Secretary Lazaro was not, of course, endorsing China’s position — the embassy simply decided to act as if she was. This is not diplomacy; it is information warfare, with a Philippine Cabinet official’s voice loaded (without her consent) into the magazine as ammunition in order to induce the Philippine government into arguing with itself while quietly accepting a new reality that China is already enforcing at sea. The entire operation depends on one assumption: that diplomacy and transparency are in conflict.

They are not. They are two oars of the same boat — pull on only one, and you go in circles. Beijing is telling the Philippines to drop the oar it doesn’t like in the name of progress.

By selectively praising the language of restraint while relentlessly attacking the language of transparency, the Chinese Embassy is attempting to dismantle the multi-agency architecture that has made the Philippines the region’s most effective voice against Chinese maritime coercion. That architecture — real-time photographic evidence, coordinated public messaging, international media engagement — has effectively laid bare Beijing’s double game.
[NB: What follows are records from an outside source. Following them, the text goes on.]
//! Approximate nearest-neighbour indexes, one HNSW graph per embedding model
//!
//! Graphs are a rebuildable cache over the `text_embedding` table. Writers
//! collect graph changes in an [`AnnBatch`] and apply it only after their
//! relational transaction has committed.

mod graph;

pub use graph::{AnnGraph, GraphSettings, Metric};

use crate::config::Config;
use crate::error::{Error, Result};
use std::collections::BTreeMap;
use std::path::PathBuf;
use tracing::{error, info, warn};

/// A pending graph mutation
#[derive(Debug, Clone, PartialEq)]
pub enum AnnOp {
    Insert {
        model_id: String,
        chunk_id: String,
        vector: Vec<f32>,
    },
    /// Remove from every graph
    Remove { chunk_id: String },
}

/// Graph mutations staged by one unit of work
#[derive(Debug, Default, Clone)]
pub struct AnnBatch {
    ops: Vec<AnnOp>,
}

impl AnnBatch {
    pub fn new() -> Self {
        Self::default()
    }

    pub fn insert(&mut self, model_id: &str, chunk_id: &str, vector: Vec<f32>) {
        self.ops.push(AnnOp::Insert {
            model_id: model_id.to_string(),
            chunk_id: chunk_id.to_string(),
            vector,
        });
    }

    pub fn remove(&mut self, chunk_id: &str) {
        self.ops.push(AnnOp::Remove {
            chunk_id: chunk_id.to_string(),
        });
    }

    pub fn len(&self) -> usize {
        self.ops.len()
    }

    pub fn is_empty(&self) -> bool {
        self.ops.is_empty()
    }
}

/// Per-model graph registry. The set of graphs is fixed once opened.
#[derive(Debug, Default)]
pub struct AnnIndexManager {
    graphs: BTreeMap<String, AnnGraph>,
}

impl AnnIndexManager {
    pub fn new(graphs: impl IntoIterator<Item = AnnGraph>) -> Self {
        Self {
            graphs: graphs
                .into_iter()
                .map(|g| (g.model_id().to_string(), g))
                .collect(),
        }
    }

    /// Load the graph of every configured model from `index_dir`.
    ///
    /// Fails if any save file is missing or unreadable.
    pub fn open(config: &Config) -> Result<Self> {
        let settings = graph_settings(config);
        let mut graphs = Vec::with_capacity(config.embedding_models.len());

        for model in &config.embedding_models {
            graphs.push(AnnGraph::load(
                model.id.as_str(),
                config.index_file(&model.id),
                settings,
            )?);
        }

        Ok(Self::new(graphs))
    }

    /// Create empty save files for configured models that have none
    pub fn init_files(config: &Config) -> Result<Vec<PathBuf>> {
        let mut created = Vec::new();

        for model in &config.embedding_models {
            let path = config.index_file(&model.id);
            if AnnGraph::init_file(&path, config.ann.metric)? {
                info!("Created empty ANN file for '{}' at {:?}", model.id, path);
                created.push(path);
            }
        }

        Ok(created)
    }

    pub fn get(&self, model_id: &str) -> Option<&AnnGraph> {
        self.graphs.get(model_id)
    }

    pub fn model_ids(&self) -> impl Iterator<Item = &str> {
        self.graphs.keys().map(String::as_str)
    }

    pub fn graphs(&self) -> impl Iterator<Item = &AnnGraph> {
        self.graphs.values()
    }

    /// Apply committed mutations. Failures are logged; the relational rows
    /// remain authoritative and `rebuild` can restore the graph.
    pub fn apply(&self, batch: AnnBatch) {
        for op in batch.ops {
            match op {
                AnnOp::Insert {
                    model_id,
                    chunk_id,
                    vector,
                } => match self.graphs.get(&model_id) {
                    Some(graph) => {
                        if let Err(e) = graph.add(&chunk_id, vector) {
                            error!(
                                "Failed to add chunk {} to ANN graph '{}': {}",
                                chunk_id, model_id, e
                            );
                        }
                    }
                    None => warn!(
                        "No ANN graph loaded for model '{}', skipping chunk {}",
                        model_id, chunk_id
                    ),
                },
                AnnOp::Remove { chunk_id } => {
                    for graph in self.graphs.values() {
                        graph.delete(&chunk_id);
                    }
                }
            }
        }
    }

    /// Replace a graph's contents with the given rows. Returns the node count.
    ///
    /// Rows whose dimension disagrees with the first row are skipped.
    pub fn rebuild(
        &self,
        model_id: &str,
        rows: impl IntoIterator<Item = (String, Vec<f32>)>,
    ) -> Result<usize> {
        let graph = self
            .graphs
            .get(model_id)
            .ok_or_else(|| Error::NotFound(format!("ANN graph for model '{}'", model_id)))?;

        Ok(graph.replace(rows))
    }

    /// Save every graph. Failures are logged; returns how many saves failed.
    pub fn flush_all(&self) -> usize {
        let mut failed = 0;
        for graph in self.graphs.values() {
            if let Err(e) = graph.save() {
                error!(
                    "Failed to save ANN graph '{}' to {:?}: {}",
                    graph.model_id(),
                    graph.path(),
                    e
                );
                failed += 1;
            }
        }
        failed
    }
}

pub fn graph_settings(config: &Config) -> GraphSettings {
    GraphSettings {
        metric: config.ann.metric,
        ef_search: config.ann.ef_search,
        compaction_ratio: config.ann.compaction_ratio,
    }
}

#[cfg(test)]
mod tests {
    use super::*;
    use crate::config::EmbeddingModelConfig;
    use tempfile::TempDir;

    fn config_with_models(dir: &TempDir, ids: &[&str]) -> Config {
        let mut config = Config::default();
        config.embedding_models = ids
            .iter()
            .map(|id| EmbeddingModelConfig {
                id: id.to_string(),
                provider: "ollama".to_string(),
                timeout_secs: 5,
                options: toml::Table::new(),
            })
            .collect();
        config.init_paths(dir.path().to_path_buf(), dir.path().join("config.toml"));
        config
    }

    #[test]
    fn test_open_requires_files() {
        let dir = TempDir::new().unwrap();
        let config = config_with_models(&dir, &["m1", "m2"]);
        assert!(AnnIndexManager::open(&config).is_err());

        let created = AnnIndexManager::init_files(&config).unwrap();
        assert_eq!(created.len(), 2);
        assert!(AnnIndexManager::init_files(&config).unwrap().is_empty());

        let manager = AnnIndexManager::open(&config).unwrap();
        assert_eq!(manager.model_ids().collect::<Vec<_>>(), vec!["m1", "m2"]);
    }

    #[test]
    fn test_apply_batch() {
        let dir = TempDir::new().unwrap();
        let manager = AnnIndexManager::new([
            AnnGraph::new("m1", dir.path().join("m1.ann"), GraphSettings::default()),
            AnnGraph::new("m2", dir.path().join("m2.ann"), GraphSettings::default()),
        ]);

        let mut batch = AnnBatch::new();
        batch.insert("m1", "c1", vec![1.0, 0.0]);
        batch.insert("m2", "c1", vec![0.0, 1.0]);
        batch.insert("m1", "c2", vec![0.5, 0.5]);
        batch.insert("unknown", "c3", vec![1.0, 1.0]);
        manager.apply(batch);

        assert_eq!(manager.get("m1").unwrap().len(), 2);
        assert_eq!(manager.get("m2").unwrap().len(), 1);

        let mut batch = AnnBatch::new();
        batch.remove("c1");
        manager.apply(batch);

        assert!(!manager.get("m1").unwrap().contains("c1"));
        assert!(manager.get("m2").unwrap().is_empty());
    }

    #[test]
    fn test_flush_and_reopen() {
        let dir = TempDir::new().unwrap();
        let config = config_with_models(&dir, &["m1"]);
        AnnIndexManager::init_files(&config).unwrap();

        let manager = AnnIndexManager::open(&config).unwrap();
        let mut batch = AnnBatch::new();
        batch.insert("m1", "c1", vec![1.0, 0.0, 0.0]);
        manager.apply(batch);
        assert_eq!(manager.flush_all(), 0);

        let reopened = AnnIndexManager::open(&config).unwrap();
        assert!(reopened.get("m1").unwrap().contains("c1"));
    }

    #[test]
    fn test_rebuild_replaces_contents() {
        let dir = TempDir::new().unwrap();
        let manager = AnnIndexManager::new([AnnGraph::new(
            "m1",
            dir.path().join("m1.ann"),
            GraphSettings::default(),
        )]);

        let mut batch = AnnBatch::new();
        batch.insert("m1", "stale", vec![1.0, 0.0]);
        manager.apply(batch);

        let count = manager
            .rebuild(
                "m1",
                vec![
                    ("a".to_string(), vec![1.0, 0.0]),
                    ("b".to_string(), vec![0.0, 1.0]),
                ],
            )
            .unwrap();
        assert_eq!(count, 2);
        assert!(!manager.get("m1").unwrap().contains("stale"));
        assert!(manager.rebuild("missing", Vec::new()).is_err());
    }
}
That is, of course, precisely why Beijing wants it gone. It prefers to continue its decades-long project of maritime imperialism quietly, far from the public eye, and its opponent is robbed of the leverage that comes with strong national and international support for its position.

That is why Ambassador Jing has been running this good-cop, bad-cop political interference operation in Manila. It should be clearly named as such, and the ambassador himself should answer for it.
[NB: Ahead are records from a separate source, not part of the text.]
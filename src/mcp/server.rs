//! MCP stdio server implementation

use super::tools::{get_tool_definitions, handle_tool_call};
use super::types::{ErrorCode, McpMessage, McpNotification, McpRequest, McpResponse};
use crate::engine::Engine;
use crate::error::Result;
use serde_json::{json, Value};
use std::collections::HashMap;
use std::io::{self, BufRead, Write};
use tracing::{debug, error, info, warn};

/// MCP Server implementation
pub struct McpServer {
    engine: Engine,
}

impl McpServer {
    /// Create a new MCP server
    pub fn new(engine: Engine) -> Self {
        Self { engine }
    }

    /// Run the MCP server loop over stdio. The engine is closed when stdin ends.
    pub async fn run(&self) -> Result<()> {
        let stdin = io::stdin();
        let stdout = io::stdout();
        self.serve(stdin.lock(), stdout.lock()).await
    }

    /// Serve line-delimited JSON-RPC from `reader` until it ends
    pub async fn serve<R: BufRead, W: Write>(&self, reader: R, mut writer: W) -> Result<()> {
        info!("MCP server starting");

        for line in reader.lines() {
            let line = match line {
                Ok(l) => l,
                Err(e) => {
                    error!("Failed to read line: {}", e);
                    continue;
                }
            };

            if line.trim().is_empty() {
                continue;
            }

            debug!("Received: {}", line);

            let message: McpMessage = match serde_json::from_str(&line) {
                Ok(m) => m,
                Err(e) => {
                    error!("Failed to parse message: {}", e);
                    let response = McpResponse::error_with_code(
                        None,
                        ErrorCode::ParseError,
                        format!("Parse error: {}", e),
                    );
                    writeln!(writer, "{}", serde_json::to_string(&response)?)?;
                    writer.flush()?;
                    continue;
                }
            };

            match message {
                McpMessage::Request(req) => {
                    let response = self.handle_request(req).await;
                    let response_str = serde_json::to_string(&response)?;
                    debug!("Sending: {}", response_str);
                    writeln!(writer, "{}", response_str)?;
                    writer.flush()?;
                }
                McpMessage::Notification(notif) => {
                    self.handle_notification(notif);
                }
                McpMessage::Response(_) => {
                    warn!("Unexpected response message received");
                }
            }
        }

        info!("MCP server shutting down");
        self.engine.close().await;
        Ok(())
    }

    async fn handle_request(&self, request: McpRequest) -> McpResponse {
        let id = request.id.clone();

        if request.jsonrpc != "2.0" {
            return McpResponse::error_with_code(
                id,
                ErrorCode::InvalidRequest,
                format!("Unsupported jsonrpc version: {}", request.jsonrpc),
            );
        }

        match request.method.as_str() {
            "initialize" => self.handle_initialize(id),
            "ping" => McpResponse::success(id, json!({})),
            "tools/list" => McpResponse::success(id, json!({ "tools": get_tool_definitions() })),
            "tools/call" => self.handle_tools_call(id, request.params).await,
            "resources/list" => McpResponse::success(id, json!({ "resources": [] })),
            "prompts/list" => McpResponse::success(id, json!({ "prompts": [] })),
            _ => McpResponse::error_with_code(
                id,
                ErrorCode::MethodNotFound,
                format!("Method not found: {}", request.method),
            ),
        }
    }

    fn handle_notification(&self, notification: McpNotification) {
        match notification.method.as_str() {
            "notifications/initialized" => info!("Client initialized"),
            "notifications/cancelled" => info!("Request cancelled"),
            _ => debug!("Unknown notification: {}", notification.method),
        }
    }

    fn handle_initialize(&self, id: Option<Value>) -> McpResponse {
        McpResponse::success(
            id,
            json!({
                "protocolVersion": "2024-11-05",
                "capabilities": {
                    "tools": { "listChanged": false },
                    "resources": { "subscribe": false, "listChanged": false },
                    "prompts": { "listChanged": false }
                },
                "serverInfo": {
                    "name": "chunkvault",
                    "version": env!("CARGO_PKG_VERSION")
                }
            }),
        )
    }

    async fn handle_tools_call(&self, id: Option<Value>, params: Option<Value>) -> McpResponse {
        let params = match params {
            Some(p) => p,
            None => return McpResponse::error_with_code(id, ErrorCode::InvalidParams, "Missing params"),
        };

        let name = match params.get("name").and_then(|v| v.as_str()) {
            Some(n) => n.to_string(),
            None => {
                return McpResponse::error_with_code(id, ErrorCode::InvalidParams, "Missing tool name")
            }
        };

        let arguments: HashMap<String, Value> = params
            .get("arguments")
            .and_then(|v| serde_json::from_value(v.clone()).ok())
            .unwrap_or_default();

        debug!("Calling tool: {} with args: {:?}", name, arguments);

        let result = handle_tool_call(&name, &arguments, &self.engine).await;

        McpResponse::success(
            id,
            json!({
                "content": result.content,
                "isError": result.is_error.unwrap_or(false)
            }),
        )
    }
}

#[cfg(test)]
mod tests {
    use super::*;
    use crate::engine::NewDocument;
    use crate::test_utils::test_config;
    use std::io::Cursor;
    use tempfile::TempDir;

    async fn lexical_engine(tmp: &TempDir) -> Engine {
        let config = test_config(tmp.path(), "http://127.0.0.1:9", &[]);
        let engine = Engine::open(&config).await.unwrap();
        engine
            .create_document(NewDocument {
                id: "doc-1".to_string(),
                title: "Animals".to_string(),
                texts: vec!["the quick fox".to_string(), "the lazy dog".to_string()],
                ..Default::default()
            })
            .await
            .unwrap();
        engine
    }

    async fn exchange(server: &McpServer, requests: &[Value]) -> Vec<Value> {
        let input: String = requests.iter().map(|r| format!("{}\n", r)).collect();
        let mut output = Vec::new();
        server
            .serve(Cursor::new(input.into_bytes()), &mut output)
            .await
            .unwrap();
        String::from_utf8(output)
            .unwrap()
            .lines()
            .map(|l| serde_json::from_str(l).unwrap())
            .collect()
    }

    fn tool_text(response: &Value) -> Value {
        let text = response["result"]["content"][0]["text"].as_str().unwrap();
        serde_json::from_str(text).unwrap_or(Value::String(text.to_string()))
    }

    #[tokio::test]
    async fn test_initialize_and_list_tools() {
        let tmp = TempDir::new().unwrap();
        let server = McpServer::new(lexical_engine(&tmp).await);

        let responses = exchange(
            &server,
            &[
                json!({"jsonrpc": "2.0", "id": 1, "method": "initialize", "params": {}}),
                json!({"jsonrpc": "2.0", "method": "notifications/initialized"}),
                json!({"jsonrpc": "2.0", "id": 2, "method": "tools/list"}),
                json!({"jsonrpc": "2.0", "id": 3, "method": "bogus"}),
            ],
        )
        .await;

        // The notification gets no reply
        assert_eq!(responses.len(), 3);
        assert_eq!(responses[0]["result"]["serverInfo"]["name"], "chunkvault");
        let names: Vec<&str> = responses[1]["result"]["tools"]
            .as_array()
            .unwrap()
            .iter()
            .map(|t| t["name"].as_str().unwrap())
            .collect();
        assert_eq!(names, vec!["search_documents", "list_models", "get_document"]);
        assert_eq!(responses[2]["error"]["code"], -32601);
    }

    #[tokio::test]
    async fn test_tool_calls() {
        let tmp = TempDir::new().unwrap();
        let server = McpServer::new(lexical_engine(&tmp).await);

        let responses = exchange(
            &server,
            &[
                json!({"jsonrpc": "2.0", "id": 1, "method": "tools/call",
                       "params": {"name": "search_documents",
                                  "arguments": {"model": "bm25", "query": "fox", "n": 5}}}),
                json!({"jsonrpc": "2.0", "id": 2, "method": "tools/call",
                       "params": {"name": "list_models", "arguments": {}}}),
                json!({"jsonrpc": "2.0", "id": 3, "method": "tools/call",
                       "params": {"name": "get_document", "arguments": {"document_id": "doc-1"}}}),
                json!({"jsonrpc": "2.0", "id": 4, "method": "tools/call",
                       "params": {"name": "get_document", "arguments": {"document_id": "nope"}}}),
                json!({"jsonrpc": "2.0", "id": 5, "method": "tools/call",
                       "params": {"name": "search_documents",
                                  "arguments": {"model": "missing", "query": "fox"}}}),
            ],
        )
        .await;

        let search = tool_text(&responses[0]);
        assert_eq!(search["results"].as_array().unwrap().len(), 1);
        assert_eq!(search["results"][0]["document_id"], "doc-1");

        assert_eq!(tool_text(&responses[1])["models"], json!(["bm25"]));

        let doc = tool_text(&responses[2]);
        assert_eq!(doc["document"]["title"], "Animals");
        assert_eq!(doc["document"]["chunks"].as_array().unwrap().len(), 2);

        assert_eq!(responses[3]["result"]["isError"], true);
        assert_eq!(responses[4]["result"]["isError"], true);
    }

    #[tokio::test]
    async fn test_parse_error_and_close_on_eof() {
        let tmp = TempDir::new().unwrap();
        let server = McpServer::new(lexical_engine(&tmp).await);

        let mut output = Vec::new();
        server
            .serve(Cursor::new(b"{not json\n".to_vec()), &mut output)
            .await
            .unwrap();
        let response: Value =
            serde_json::from_str(String::from_utf8(output).unwrap().trim()).unwrap();
        assert_eq!(response["error"]["code"], -32700);

        // End of input closed the engine
        let err = server
            .engine
            .create_document(NewDocument {
                id: "late".to_string(),
                ..Default::default()
            })
            .await
            .unwrap_err();
        assert!(matches!(err, crate::error::Error::ShuttingDown));
    }
}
In any police procedural, the good cop and the bad cop work for the same department. Ji Lingpeng and Guo Wei are Ambassador Jing Quan’s subordinates. Their statements are his policy; their attacks are his attacks. The charm offensive and the information assault are a single campaign, and it has his name on it.

The Philippines does not need to choose between talking to Beijing and telling the truth about its aggressions. The DFA’s diplomacy and the Philippine Coast Guard’s transparency are not competing visions, any more than your right eye competes with your left. You need both to possess depth perception.

Any foreign embassy that works to turn one against the other is not pursuing peace. It is pursuing submission.

Ray Powell is the executive director of the SeaLight Foundation, a nonprofit maritime transparency initiative based in California.